One econ major. Three (or more) opinions.

I received an op-ed from Dr. Elizabeth Lee Vliet, a past board member of AAPS, that turned out to be a good editorial.

AAPS is so conservative that it’s about as skeptical of the concept of managed care as of government health programs.

The people who write its editorials are smart people who always make an interest, difficult-to-refute argument. Whether you agree with them or disagree with them, they do a great job of making their case.

The subject line for the email promoting Vliet’s latest op-ed — “Obamacare: To Enroll or Not to Enroll? That is the Question” — almost led me to have a serious health care incident.

It turned out that Vliet was recommending that people save their own money; look for high-value, budget-conscious, cash-only medical practices; and buy very-high-deductible catastrophic insurance to protect themselves against true catastrophes.

On the one hand, that seems like truly sensible advice.

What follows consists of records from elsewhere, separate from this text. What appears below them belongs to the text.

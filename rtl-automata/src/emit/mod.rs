//! Artifacts produced from a validated machine.
//!
//! Every emitter only reads the [`Machine`]; they may run in any order.

mod graph;
mod testbench;

use std::fs;
use std::io::{self, Write};
use std::path::{Path, PathBuf};

use tempfile::{NamedTempFile, TempPath};

pub use graph::{render_graph, Dot, GraphFormat, Mermaid};
pub use testbench::{
    render_testbench, TestbenchKind, TestbenchOptions, VerilatorHarness, VerilogTestbench,
};

use crate::error::{Error, Result};
use crate::lower::render_rtl;
use crate::model::Machine;

/// The closed set of things that can be rendered from a machine.
#[derive(Debug, Clone, Copy, PartialEq, Eq)]
pub enum Emitter {
    Rtl,
    Graph(GraphFormat),
    Testbench(TestbenchKind, TestbenchOptions),
}

impl Emitter {
    pub fn render(&self, machine: &Machine) -> Result<String> {
        let text = match *self {
            Emitter::Rtl => render_rtl(machine)?,
            Emitter::Graph(format) => render_graph(machine, format),
            Emitter::Testbench(kind, opts) => render_testbench(machine, kind, opts),
        };
        log::debug!("rendered {:?} for `{}` ({} bytes)", self, machine.name(), text.len());
        Ok(text)
    }
}

/// Rendered text and where it goes.
#[derive(Debug, Clone, PartialEq, Eq)]
pub struct Artifact {
    pub path: PathBuf,
    pub contents: String,
}

impl Artifact {
    /// Renders `emitter` for `machine`, destined for `path`.
    pub fn render(emitter: Emitter, machine: &Machine, path: impl Into<PathBuf>) -> Result<Self> {
        Ok(Self {
            path: path.into(),
            contents: emitter.render(machine)?,
        })
    }
}

/// Writes all artifacts or none of them.
///
/// Contents are staged in temporary files beside their destinations and only
/// renamed into place once every one of them was written successfully. A
/// destination that already exists is moved aside first and put back if a
/// later rename fails.
pub fn write_artifacts(artifacts: &[Artifact]) -> Result<()> {
    let mut staged = Vec::with_capacity(artifacts.len());
    for artifact in artifacts {
        staged.push((stage(artifact)?, artifact.path.as_path()));
    }

    let mut persisted: Vec<(&Path, Option<TempPath>)> = Vec::new();
    for (file, path) in staged {
        let backup = match set_aside(path) {
            Ok(backup) => backup,
            Err(e) => {
                roll_back(persisted);
                return Err(Error::resource(path, e));
            }
        };
        if let Err(e) = file.persist(path) {
            // The failed destination was never replaced; only restore it.
            if let Some(backup) = backup {
                restore(path, backup);
            }
            roll_back(persisted);
            return Err(Error::resource(path, e.error));
        }
        log::debug!("wrote `{}`", path.display());
        persisted.push((path, backup));
    }
    Ok(())
}

/// Moves an existing regular file at `path` to a temporary name in the same
/// directory. The temporary file is deleted when the returned handle drops.
fn set_aside(path: &Path) -> io::Result<Option<TempPath>> {
    match fs::symlink_metadata(path) {
        Ok(meta) if meta.is_file() => {
            let backup = NamedTempFile::new_in(parent_dir(path))?.into_temp_path();
            fs::rename(path, &backup)?;
            Ok(Some(backup))
        }
        Ok(_) => Ok(None),
        Err(e) if e.kind() == io::ErrorKind::NotFound => Ok(None),
        Err(e) => Err(e),
    }
}

fn restore(path: &Path, backup: TempPath) {
    if let Err(e) = fs::rename(&backup, path) {
        log::warn!(
            "could not restore `{}` from `{}`: {e}",
            path.display(),
            backup.display()
        );
        // Leave the saved contents on disk rather than losing them.
        if let Err(e) = backup.keep() {
            log::warn!("could not keep backup of `{}`: {e}", path.display());
        }
    }
}

/// Undoes already persisted artifacts, newest first.
fn roll_back(persisted: Vec<(&Path, Option<TempPath>)>) {
    for (path, backup) in persisted.into_iter().rev() {
        match backup {
            Some(backup) => restore(path, backup),
            None => {
                if let Err(e) = fs::remove_file(path) {
                    log::warn!("could not remove partially written `{}`: {e}", path.display());
                }
            }
        }
    }
}

fn parent_dir(path: &Path) -> &Path {
    match path.parent() {
        Some(dir) if !dir.as_os_str().is_empty() => dir,
        _ => Path::new("."),
    }
}

fn stage(artifact: &Artifact) -> Result<NamedTempFile> {
    let path = &artifact.path;
    let mut file =
        NamedTempFile::new_in(parent_dir(path)).map_err(|e| Error::resource(path, e))?;
    file.write_all(artifact.contents.as_bytes())
        .and_then(|()| file.flush())
        .map_err(|e| Error::resource(path, e))?;
    Ok(file)
}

It seems as if it always makes obvious sense for anyone who’s any good at budgeting to save as much as possible and buy the insurance policy with the highest deductible that they can stand.

The most cost-effective insurance leaves us able to function after a disaster hits, not comfortable.

On the other hand, one thing that worries me is that the headlines and subject lines on a lot of anti-Patient Protection and Affordable Care Act op-eds and press releases seem to suggest that people should protest PPACA by not having any health insurance. People have to read the fine print to see that the author wants them to protect themselves with a combination of savings and non-PPACA-compliant insurance products, not to truly go bare.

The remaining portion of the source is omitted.